Building geometrically complex formwork for concrete elements that are optimized for resource-efficiency is often wasteful and labor intensive. FoamWork explores how foam 3D printing (F3DP) can be used to produce unique shapes for functional stay-in-place or temporary and recyclable formwork in concrete casting. The resulting mineral composite elements can save up to 70% concrete, are lighter, and feature improved insulation properties. The printable mineral foams based on recycled waste are developed at ETH Zürich in collaboration with FenX AG.
A prototype demonstrates this approach with the generic geometry of a 2 x 1.3m ribbed slab with point supports in every corner. The rib layout follows the isostatic lines derived from the principal stress pattern. The resulting geometry requires 24 formwork elements in 12 unique shapes.
All foam elements are fabricated with a robotic foam 3D printing (F3DP) setup. They are placed manually inside a conventional timber perimeter formwork before casting ultra-high-performance fiber-reinforced concrete (UHPFRC). After curing, the timber formwork is removed from the prototype and the structural building element is completed.
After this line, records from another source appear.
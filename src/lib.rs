pub mod config;
pub mod console;
pub mod data_retrieval;
pub mod edge;
pub mod engine;
pub mod error;
pub mod http_cache;
pub mod http_client;
pub mod injuries;
pub mod metrics;
pub mod predict;
pub mod table;
pub mod weather;

pub use engine::{Matchup, Prediction, predict};
pub use error::EngineError;
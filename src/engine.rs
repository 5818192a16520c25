use chrono::Utc;
use serde::Serialize;

use crate::edge::{EdgeCall, EdgeConfig, Side, evaluate_with};
use crate::error::EngineResult;
use crate::metrics::{RatingModel, TeamRating};
use crate::predict::predicted_spread;
use crate::table::PlayTable;
use crate::weather::{SurfaceBeneficiary, WeatherAdjustment, adjust_for};

#[derive(Debug, Clone, PartialEq, Eq, Serialize)]
pub struct Matchup {
    pub team_a: String,
    pub team_b: String,
}

impl Matchup {
    pub fn new(team_a: &str, team_b: &str) -> Self {
        Self {
            team_a: team_a.to_string(),
            team_b: team_b.to_string(),
        }
    }

    pub fn team(&self, side: Side) -> &str {
        match side {
            Side::TeamA => &self.team_a,
            Side::TeamB => &self.team_b,
        }
    }
}

/// Structured outcome of one run. Built in stages so the console can print
/// the projection before asking for a market line.
#[derive(Debug, Clone, PartialEq, Serialize)]
pub struct Prediction {
    pub generated_at: String,
    pub matchup: Matchup,
    pub rating_a: TeamRating,
    pub rating_b: TeamRating,
    pub predicted_spread: f64,
    pub weather: Option<WeatherAdjustment>,
    pub final_spread: f64,
    pub edge: Option<EdgeCall>,
    pub warnings: Vec<String>,
}

impl Prediction {
    /// Rates both teams and projects the raw spread. Fails if either team has
    /// no qualifying plays.
    pub fn project(
        plays: &PlayTable,
        matchup: &Matchup,
        stars_a: &[String],
        stars_b: &[String],
        model: &RatingModel,
    ) -> EngineResult<Self> {
        let rating_a = model.rate(plays, &matchup.team_a, stars_a)?;
        let rating_b = model.rate(plays, &matchup.team_b, stars_b)?;
        let spread = predicted_spread(rating_a.rating, rating_b.rating);
        Ok(Self {
            generated_at: Utc::now().to_rfc3339(),
            matchup: matchup.clone(),
            rating_a,
            rating_b,
            predicted_spread: spread,
            weather: None,
            final_spread: spread,
            edge: None,
            warnings: Vec::new(),
        })
    }

    pub fn apply_weather(&mut self, precipitation_mm: f64, beneficiary: SurfaceBeneficiary) {
        let adj = adjust_for(self.predicted_spread, precipitation_mm, beneficiary);
        self.final_spread = adj.final_spread;
        self.weather = Some(adj);
    }

    /// Evaluates the market line with the dead zone matching whether weather ran.
    pub fn apply_market(&mut self, market_line: f64) -> EdgeCall {
        let cfg = EdgeConfig::for_run(self.weather.is_some());
        let call = evaluate_with(self.final_spread, market_line, &cfg);
        self.edge = Some(call);
        call
    }

    pub fn recommended_team(&self) -> Option<&str> {
        self.edge.map(|e| self.matchup.team(e.recommended_side))
    }
}

/// One-shot pipeline: ratings, spread, optional weather, optional market line.
/// `weather` pairs the observed precipitation with the team credited for the
/// wet-surface advantage.
pub fn predict(
    plays: &PlayTable,
    matchup: &Matchup,
    stars_a: &[String],
    stars_b: &[String],
    model: &RatingModel,
    weather: Option<(f64, SurfaceBeneficiary)>,
    market_line: Option<f64>,
) -> EngineResult<Prediction> {
    let mut prediction = Prediction::project(plays, matchup, stars_a, stars_b, model)?;
    if let Some((mm, beneficiary)) = weather {
        prediction.apply_weather(mm, beneficiary);
    }
    if let Some(line) = market_line {
        prediction.apply_market(line);
    }
    Ok(prediction)
}
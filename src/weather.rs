use anyhow::{Context, Result, anyhow};
use serde::{Deserialize, Serialize};
use tracing::{info, warn};

use crate::config::WeatherConfig;
use crate::error::EngineError;
use crate::http_client::http_client;
use crate::predict::{SPREAD_DECIMALS, round_to};

/// Spread multiplier once any rain is falling.
pub const RAIN_SUPPRESSION: f64 = 0.95;
/// Points credited to the surface beneficiary in heavy rain.
pub const SURFACE_ADVANTAGE_PTS: f64 = 1.5;
/// Rain (mm) above which the surface advantage applies.
pub const HEAVY_RAIN_MM: f64 = 2.0;

/// Team that the heavy-rain surface advantage is credited to. This is a
/// fixed editorial call, not derived from either offense's run/pass mix.
#[derive(Debug, Clone, Copy, Default, PartialEq, Eq, Serialize)]
pub enum SurfaceBeneficiary {
    #[default]
    TeamA,
    TeamB,
}

impl SurfaceBeneficiary {
    pub fn parse(raw: &str) -> Option<Self> {
        match raw.trim().to_ascii_lowercase().as_str() {
            "a" | "team_a" | "home" => Some(Self::TeamA),
            "b" | "team_b" | "away" => Some(Self::TeamB),
            _ => None,
        }
    }

    /// Sign of the bonus in the spread frame (positive favors team A).
    fn sign(self) -> f64 {
        match self {
            Self::TeamA => 1.0,
            Self::TeamB => -1.0,
        }
    }
}

#[derive(Debug, Clone, Copy, PartialEq, Serialize)]
pub struct WeatherAdjustment {
    pub precipitation_mm: f64,
    pub suppression_factor: f64,
    pub surface_advantage: f64,
    pub final_spread: f64,
}

/// `(final_spread, suppression_factor)` with the bonus credited to team A.
pub fn adjust(spread: f64, precipitation_mm: f64) -> (f64, f64) {
    let adj = adjust_for(spread, precipitation_mm, SurfaceBeneficiary::TeamA);
    (adj.final_spread, adj.suppression_factor)
}

pub fn adjust_for(
    spread: f64,
    precipitation_mm: f64,
    beneficiary: SurfaceBeneficiary,
) -> WeatherAdjustment {
    let suppression_factor = if precipitation_mm > 0.0 {
        RAIN_SUPPRESSION
    } else {
        1.0
    };
    let surface_advantage = if precipitation_mm > HEAVY_RAIN_MM {
        SURFACE_ADVANTAGE_PTS * beneficiary.sign()
    } else {
        0.0
    };
    WeatherAdjustment {
        precipitation_mm,
        suppression_factor,
        surface_advantage,
        final_spread: round_to(
            spread * suppression_factor + surface_advantage,
            SPREAD_DECIMALS,
        ),
    }
}

#[derive(Debug, Clone, PartialEq)]
pub struct PrecipitationReading {
    pub mm: f64,
    pub observed_at: Option<String>,
    /// Set when the fetch failed and `mm` is the 0.0 fallback.
    pub warning: Option<EngineError>,
}

#[derive(Debug, Deserialize)]
struct ForecastResponse {
    current: Option<CurrentBlock>,
}

#[derive(Debug, Deserialize)]
struct CurrentBlock {
    time: Option<String>,
    precipitation: Option<f64>,
}

/// Extracts `current.precipitation` (mm) from an open-meteo forecast body.
pub fn parse_current_precipitation(raw: &str) -> Result<(f64, Option<String>)> {
    let resp: ForecastResponse = serde_json::from_str(raw).context("decode forecast json")?;
    let current = resp
        .current
        .ok_or_else(|| anyhow!("forecast has no current block"))?;
    let mm = current
        .precipitation
        .ok_or_else(|| anyhow!("forecast has no current precipitation"))?;
    let mm = if mm.is_finite() { mm.max(0.0) } else { 0.0 };
    Ok((mm, current.time))
}

pub struct WeatherClient {
    cfg: WeatherConfig,
}

impl WeatherClient {
    pub fn new(cfg: WeatherConfig) -> Self {
        Self { cfg }
    }

    /// Live precipitation at the venue. Never fails: any error maps to 0.0mm.
    pub fn current_precipitation(&self) -> PrecipitationReading {
        match self.fetch() {
            Ok((mm, observed_at)) => {
                info!(mm, lat = self.cfg.latitude, lon = self.cfg.longitude, "weather read");
                PrecipitationReading {
                    mm,
                    observed_at,
                    warning: None,
                }
            }
            Err(err) => {
                warn!(error = %err, "weather fetch failed, assuming no rain");
                PrecipitationReading {
                    mm: 0.0,
                    observed_at: None,
                    warning: Some(EngineError::unavailable("weather", format!("{err:#}"))),
                }
            }
        }
    }

    fn fetch(&self) -> Result<(f64, Option<String>)> {
        let client = http_client()?;
        let lat = self.cfg.latitude.to_string();
        let lon = self.cfg.longitude.to_string();
        let body = client
            .get(&self.cfg.url)
            .query(&[
                ("latitude", lat.as_str()),
                ("longitude", lon.as_str()),
                ("current", "precipitation,rain,showers"),
                ("timezone", self.cfg.timezone.as_str()),
            ])
            .send()
            .context("weather request failed")?
            .error_for_status()
            .context("weather status")?
            .text()
            .context("weather body")?;
        parse_current_precipitation(&body)
    }
}
use std::collections::HashMap;

use serde::Serialize;

use crate::error::{EngineError, EngineResult};
use crate::table::PlayTable;

/// Flat efficiency penalty per star ruled out.
pub const STAR_PENALTY: f64 = 0.06;
pub const OFFENSIVE_PLAY_TYPES: [&str; 2] = ["pass", "rush"];

/// Mean EPA of one team's offensive plays in one game.
#[derive(Debug, Clone, PartialEq, Serialize)]
pub struct GameAggregate {
    pub game_id: String,
    pub week: i64,
    /// `None` when every play in the game had a null EPA.
    pub mean_epa: Option<f64>,
}

#[derive(Debug, Clone, Copy, PartialEq, Serialize)]
pub struct WindowWeight {
    pub window: usize,
    pub weight: f64,
}

/// Weighted set of trailing windows blended into a rating.
#[derive(Debug, Clone, PartialEq, Serialize)]
pub struct RatingModel {
    pub windows: Vec<WindowWeight>,
}

impl Default for RatingModel {
    fn default() -> Self {
        Self::blended()
    }
}

impl RatingModel {
    /// 70% five-game, 30% three-game.
    pub fn blended() -> Self {
        Self {
            windows: vec![
                WindowWeight {
                    window: 5,
                    weight: 0.70,
                },
                WindowWeight {
                    window: 3,
                    weight: 0.30,
                },
            ],
        }
    }

    /// Five-game rolling mean only.
    pub fn rolling5() -> Self {
        Self {
            windows: vec![
                WindowWeight {
                    window: 5,
                    weight: 1.0,
                },
                WindowWeight {
                    window: 3,
                    weight: 0.0,
                },
            ],
        }
    }

    pub fn parse(raw: &str) -> Option<Self> {
        match raw.trim().to_ascii_lowercase().as_str() {
            "blend" | "blended" | "70/30" => Some(Self::blended()),
            "rolling5" | "5g" | "five" => Some(Self::rolling5()),
            _ => None,
        }
    }

    pub fn rate(
        &self,
        plays: &PlayTable,
        team: &str,
        stars_out: &[String],
    ) -> EngineResult<TeamRating> {
        let games = game_aggregates(plays, team);
        let means: Vec<Option<f64>> = games.iter().map(|g| g.mean_epa).collect();

        let mut rolling = Vec::with_capacity(self.windows.len());
        let mut blended = 0.0;
        for w in &self.windows {
            // Zero-weight windows are reported when defined but never required.
            let Some(latest) = latest_rolling_mean(&means, w.window) else {
                if w.weight == 0.0 {
                    continue;
                }
                return Err(EngineError::InsufficientData {
                    team: team.to_string(),
                });
            };
            blended += w.weight * latest;
            rolling.push(RollingValue {
                window: w.window,
                latest,
            });
        }

        let penalty = STAR_PENALTY * stars_out.len() as f64;
        Ok(TeamRating {
            team: team.to_string(),
            games: games.len(),
            rolling,
            blended,
            stars_out: stars_out.to_vec(),
            injury_penalty: penalty,
            rating: blended - penalty,
        })
    }
}

#[derive(Debug, Clone, PartialEq, Serialize)]
pub struct RollingValue {
    pub window: usize,
    pub latest: f64,
}

#[derive(Debug, Clone, PartialEq, Serialize)]
pub struct TeamRating {
    pub team: String,
    pub games: usize,
    pub rolling: Vec<RollingValue>,
    pub blended: f64,
    pub stars_out: Vec<String>,
    pub injury_penalty: f64,
    pub rating: f64,
}

/// Blended 70/30 rating for `team`, less the star penalty.
pub fn rating(plays: &PlayTable, team: &str, stars_out: &[String]) -> EngineResult<f64> {
    RatingModel::blended()
        .rate(plays, team, stars_out)
        .map(|r| r.rating)
}

/// Per-game EPA means for `team`'s pass/rush plays, ordered by week.
pub fn game_aggregates(plays: &PlayTable, team: &str) -> Vec<GameAggregate> {
    struct Acc {
        week: i64,
        sum: f64,
        n: usize,
    }

    let mut order: Vec<&str> = Vec::new();
    let mut acc: HashMap<&str, Acc> = HashMap::new();
    for p in &plays.rows {
        if p.posteam != team || !OFFENSIVE_PLAY_TYPES.contains(&p.play_type.as_str()) {
            continue;
        }
        let entry = acc.entry(p.game_id.as_str()).or_insert_with(|| {
            order.push(p.game_id.as_str());
            Acc {
                week: p.week,
                sum: 0.0,
                n: 0,
            }
        });
        if let Some(epa) = p.epa.filter(|v| v.is_finite()) {
            entry.sum += epa;
            entry.n += 1;
        }
    }

    let mut games: Vec<GameAggregate> = order
        .into_iter()
        .filter_map(|id| {
            let a = acc.get(id)?;
            Some(GameAggregate {
                game_id: id.to_string(),
                week: a.week,
                mean_epa: (a.n > 0).then(|| a.sum / a.n as f64),
            })
        })
        .collect();
    games.sort_by(|a, b| a.week.cmp(&b.week).then_with(|| a.game_id.cmp(&b.game_id)));
    games
}

/// Trailing mean over the last `window` points, skipping undefined points.
/// Uses whatever is available when fewer than `window` points exist.
pub fn rolling_mean(values: &[Option<f64>], window: usize) -> Vec<Option<f64>> {
    let window = window.max(1);
    (0..values.len())
        .map(|i| {
            let start = (i + 1).saturating_sub(window);
            mean_defined(&values[start..=i])
        })
        .collect()
}

fn latest_rolling_mean(values: &[Option<f64>], window: usize) -> Option<f64> {
    if values.is_empty() {
        return None;
    }
    let start = values.len().saturating_sub(window.max(1));
    mean_defined(&values[start..])
}

fn mean_defined(values: &[Option<f64>]) -> Option<f64> {
    let (sum, n) = values
        .iter()
        .flatten()
        .fold((0.0, 0usize), |(s, n), v| (s + v, n + 1));
    (n > 0).then(|| sum / n as f64)
}

#[cfg(test)]
mod tests {
    use super::*;
    use crate::table::PlayRecord;

    #[test]
    fn rolling_mean_uses_partial_windows() {
        let vals = [Some(1.0), Some(2.0), Some(3.0), Some(4.0)];
        let r3 = rolling_mean(&vals, 3);
        assert_eq!(r3, vec![Some(1.0), Some(1.5), Some(2.0), Some(3.0)]);
    }

    #[test]
    fn rolling_mean_skips_undefined_games() {
        let vals = [Some(1.0), None, Some(3.0)];
        assert_eq!(rolling_mean(&vals, 2), vec![Some(1.0), Some(1.0), Some(3.0)]);
        assert_eq!(rolling_mean(&[None], 5), vec![None]);
    }

    #[test]
    fn aggregates_are_week_ordered_and_filtered() {
        let plays = PlayTable::new(vec![
            PlayRecord::new("SEA", "pass", "g3", 3, 0.3),
            PlayRecord::new("SEA", "rush", "g1", 1, 0.2),
            PlayRecord::new("SEA", "pass", "g1", 1, 0.0),
            PlayRecord::new("SEA", "punt", "g1", 1, 5.0),
            PlayRecord::new("NE", "pass", "g1", 1, 9.0),
        ]);
        let games = game_aggregates(&plays, "SEA");
        assert_eq!(games.len(), 2);
        assert_eq!(games[0].game_id, "g1");
        assert!((games[0].mean_epa.unwrap() - 0.1).abs() < 1e-12);
        assert_eq!(games[1].week, 3);
    }

    #[test]
    fn blend_weights_recent_form() {
        // Per-game means 0..=5 over weeks 1..=6: r5 = 3.0, r3 = 4.0.
        let plays = PlayTable::new(
            (0..6)
                .map(|i| PlayRecord::new("SEA", "pass", &format!("g{i}"), i + 1, i as f64))
                .collect(),
        );
        let r = RatingModel::blended().rate(&plays, "SEA", &[]).unwrap();
        assert!((r.rolling[0].latest - 3.0).abs() < 1e-12);
        assert!((r.rolling[1].latest - 4.0).abs() < 1e-12);
        assert!((r.rating - (0.7 * 3.0 + 0.3 * 4.0)).abs() < 1e-12);

        let simple = RatingModel::rolling5().rate(&plays, "SEA", &[]).unwrap();
        assert!((simple.rating - 3.0).abs() < 1e-12);
    }

    #[test]
    fn zero_weight_window_may_be_undefined() {
        // Two defined games, then three where every play had a null EPA.
        let mut rows: Vec<PlayRecord> = (0..5)
            .map(|i| PlayRecord::new("SEA", "pass", &format!("g{i}"), i + 1, 0.1 * (i + 1) as f64))
            .collect();
        for r in rows.iter_mut().skip(2) {
            r.epa = None;
        }
        let plays = PlayTable::new(rows);

        let five = RatingModel::rolling5().rate(&plays, "SEA", &[]).unwrap();
        assert!((five.rating - 0.15).abs() < 1e-12);
        assert_eq!(five.rolling.len(), 1);
        assert_eq!(five.rolling[0].window, 5);

        assert!(matches!(
            RatingModel::blended().rate(&plays, "SEA", &[]),
            Err(EngineError::InsufficientData { .. })
        ));
    }

    #[test]
    fn no_plays_is_insufficient_data() {
        let plays = PlayTable::new(vec![PlayRecord::new("NE", "pass", "g1", 1, 0.1)]);
        assert_eq!(
            rating(&plays, "SEA", &[]),
            Err(EngineError::InsufficientData {
                team: "SEA".to_string()
            })
        );
    }

    #[test]
    fn model_names_parse() {
        assert_eq!(RatingModel::parse("Blend"), Some(RatingModel::blended()));
        assert_eq!(RatingModel::parse("rolling5"), Some(RatingModel::rolling5()));
        assert_eq!(RatingModel::parse("elo"), None);
    }
}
This novel fabrication approach is envisioned to significantly impact the responsible and sustainable consumption of resources and energy in the building industry. It enables the manufacturing of geometrically complex foam elements that were previously unfeasible and wasteful to produce with conventional methods. The foam shapes produced with F3DP can be used as stay-in-place applications or removed and recycled for printing the next formwork.